Slightly deep blog warning...
I am a complete stickler for a good quote. I love the written word and I love peoples insight into things I am naive to. Yesterday whilst lazily flicking through instagram I came across a quote that really struck a chord;
"What's bad for your heart is good for your art".
Now to find a tenuous link to make me feel like this is directly aimed at me and me alone!
Well, 8 years ago I suffered a relatively mild heart attack at the age of 19. Actually 1 month short of my 20th birthday. This came after months of illness at the hands of a relatively rare and embarrassingly named virus. It was a really difficult time and living alone and working very long hours didn't make things much of joy to be honest. For years my brother had made passing comments about me being too much of a worrier and that I was going to have a heart attack if I didn't calm it down. Only time I will say this, but he was right. Regardless of the illness, I was going to end up buckling at some point. But I want to say why that is a good thing.

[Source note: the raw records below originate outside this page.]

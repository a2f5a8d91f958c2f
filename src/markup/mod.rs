//! Plain text → HTML transformer.
//!
//! Converts raw message text into HTML through a fixed sequence of rewrite
//! passes. Each pass consumes the full output of the previous one. Markup
//! emitted by a pass is moved into a stash and replaced by
//! an opaque token, so no later pass can match inside a rendered tag or its
//! attributes. Tokens are expanded once every pass has run.
//!
//! ## Pipeline Order
//!
//! 1. **Fenced code** - ```` ```...``` ```` becomes `<pre><code>`, verbatim
//! 2. **Inline code** - `` `x` `` becomes `<code>`, verbatim
//! 3. **Images** - `http(s)://…(.jpg|.jpeg|.png|.gif|.webp)` becomes `<img>`
//! 4. **Links** - `http://`, `https://` and `www.` become anchors, with
//!    trailing punctuation kept outside the link
//! 5. **Blocks** - headings, `---` rules, `> ` quotes, list blocks
//! 6. **Emphasis** - `***`, `**`, `*`, then `++` and `~~` underline
//! 7. **Line breaks** - remaining newlines become `<br>`
//!
//! Code spans go first so their content is never interpreted; the order of
//! the remaining passes is the order the markers are recognized in.

mod blocks;
mod inline;
mod links;
mod patterns;
mod stash;

pub use links::split_tail;

use tracing::trace;

use self::stash::Stash;

/// Convert `text` to HTML.
///
/// Total over all inputs: unrecognized or unbalanced markers are left as
/// literal text, and input without any markers comes back unchanged apart
/// from newlines becoming `<br>`.
///
/// # Examples
///
/// ```
/// use marklink::linkify;
///
/// assert_eq!(linkify("# Title"), "<h1>Title</h1>");
/// assert_eq!(
///     linkify("**bold** and *em*"),
///     "<strong>bold</strong> and <em>em</em>"
/// );
/// assert_eq!(linkify("one\ntwo"), "one<br>two");
/// ```
pub fn transform(text: &str) -> String {
    if text.is_empty() {
        return String::new();
    }

    let mut stash = Stash::new();
    let working = stash.protect_sentinels(text);

    let passes: [(&str, fn(&str, &mut Stash) -> String); 6] = [
        ("fenced_code", inline::render_fenced_code),
        ("inline_code", inline::render_inline_code),
        ("images", links::render_images),
        ("links", links::render_links),
        ("blocks", blocks::render_blocks),
        ("emphasis", inline::render_emphasis),
    ];

    let working = passes.iter().fold(working, |working, (name, pass)| {
        let next = pass(&working, &mut stash);
        trace!(pass = *name, len = next.len(), atoms = stash.len(), "markup pass");
        next
    });

    // Last pass: nothing reads the working text afterwards.
    let working = working.replace('\n', "<br>");

    stash.restore(&working)
}
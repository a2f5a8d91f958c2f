//! Cached regex patterns for the markup passes.
//!
//! Uses LazyLock to compile patterns once on first use. URL bodies exclude
//! the stash sentinels so a link can never run into an already-rendered atom.

use regex_lite::Regex;
use std::sync::LazyLock;

use super::stash::{ATOM_CLOSE, ATOM_OPEN};

// === Code ===

/// Matches ```...``` fenced code, across line breaks
pub static FENCED_CODE_RE: LazyLock<Regex> =
    LazyLock::new(|| Regex::new(r"(?s)```(.*?)```").unwrap());

/// Matches `...` inline code (no backticks or newlines inside)
pub static INLINE_CODE_RE: LazyLock<Regex> =
    LazyLock::new(|| Regex::new(r"`([^`\n]+)`").unwrap());

// === Links ===

/// Matches http(s) URLs ending in an image extension, case-insensitively
pub static IMAGE_URL_RE: LazyLock<Regex> = LazyLock::new(|| {
    Regex::new(&format!(
        r"(?i)https?://[^\s{ATOM_OPEN}{ATOM_CLOSE}]+?\.(?:jpg|jpeg|png|gif|webp)"
    ))
    .unwrap()
});

/// Matches http://, https:// and www. links up to whitespace or < > " '
pub static URL_RE: LazyLock<Regex> = LazyLock::new(|| {
    Regex::new(&format!(
        r#"(?:https?://|www\.)[^\s<>"'{ATOM_OPEN}{ATOM_CLOSE}]+"#
    ))
    .unwrap()
});

// === Blocks ===

/// Matches an ordered list line: `  12. content`
pub static ORDERED_ITEM_RE: LazyLock<Regex> =
    LazyLock::new(|| Regex::new(r"^[ \t]*[0-9]+\.[ \t]+(.+)$").unwrap());

// === Emphasis ===

/// Matches ***strong emphasis***
pub static STRONG_EM_RE: LazyLock<Regex> =
    LazyLock::new(|| Regex::new(r"\*\*\*(.+?)\*\*\*").unwrap());

/// Matches **strong**
pub static STRONG_RE: LazyLock<Regex> =
    LazyLock::new(|| Regex::new(r"\*\*(.+?)\*\*").unwrap());

/// Matches ++underline++
pub static PLUS_UNDERLINE_RE: LazyLock<Regex> =
    LazyLock::new(|| Regex::new(r"\+\+(.+?)\+\+").unwrap());

/// Matches ~~underline~~
pub static TILDE_UNDERLINE_RE: LazyLock<Regex> =
    LazyLock::new(|| Regex::new(r"~~(.+?)~~").unwrap());
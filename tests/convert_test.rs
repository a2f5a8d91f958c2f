//! Tests for file and stream conversion.

use std::fs;

use marklink::{ConvertOptions, Error, linkify_file, linkify_reader};

#[test]
fn test_linkify_file_roundtrip() {
    let dir = tempfile::tempdir().expect("Should create temp dir");
    let input = dir.path().join("message.txt");
    let output = dir.path().join("message.html");
    fs::write(&input, "# Hello\r\nsee www.example.com!\r\n").unwrap();

    let written = linkify_file(&input, &output, &ConvertOptions::new()).expect("Should convert");

    let html = fs::read_to_string(&output).unwrap();
    assert_eq!(written, html.len());
    assert_eq!(
        html,
        "<h1>Hello</h1><br>see <a href=\"https://www.example.com\" target=\"_blank\" \
         rel=\"noopener noreferrer\">https://www.example.com</a>!<br>"
    );
}

#[test]
fn test_linkify_file_legacy_encoding() {
    let dir = tempfile::tempdir().unwrap();
    let input = dir.path().join("cp1251.txt");
    let output = dir.path().join("cp1251.html");
    // "- Привет" in Windows-1251
    fs::write(&input, b"- \xCF\xF0\xE8\xE2\xE5\xF2").unwrap();

    let options = ConvertOptions::new().with_encoding("windows-1251").unwrap();
    linkify_file(&input, &output, &options).unwrap();

    assert_eq!(
        fs::read_to_string(&output).unwrap(),
        "<ul><li>Привет</li></ul>"
    );
}

#[test]
fn test_missing_input_is_io_error() {
    let dir = tempfile::tempdir().unwrap();
    let result = linkify_file(
        dir.path().join("missing.txt"),
        dir.path().join("out.html"),
        &ConvertOptions::new(),
    );
    assert!(matches!(result, Err(Error::Io(_))));
}

#[test]
fn test_linkify_reader_to_vec() {
    let mut output = Vec::new();
    linkify_reader(
        "```\nlet x = *p;\n```".as_bytes(),
        &mut output,
        &ConvertOptions::new(),
    )
    .unwrap();
    assert_eq!(
        String::from_utf8(output).unwrap(),
        "<pre><code>\nlet x = *p;\n</code></pre>"
    );
}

No matter how bad the lows get, no matter how strong the self hate becomes and no matter how endless the feeling seems, I would not trade it for how I feel on the good days. Maybe its the peaks and troughs scenario or maybe its because people who are more in tune with their emotions are more susceptible to amazing highs and devastating lows. But I know I would rather have the bad days than feel nothing at all. The ups and downs feed the creative soul whether we always like the process or not, and it's an amazing feeling to be able to channel past nightmares and use them to move forward.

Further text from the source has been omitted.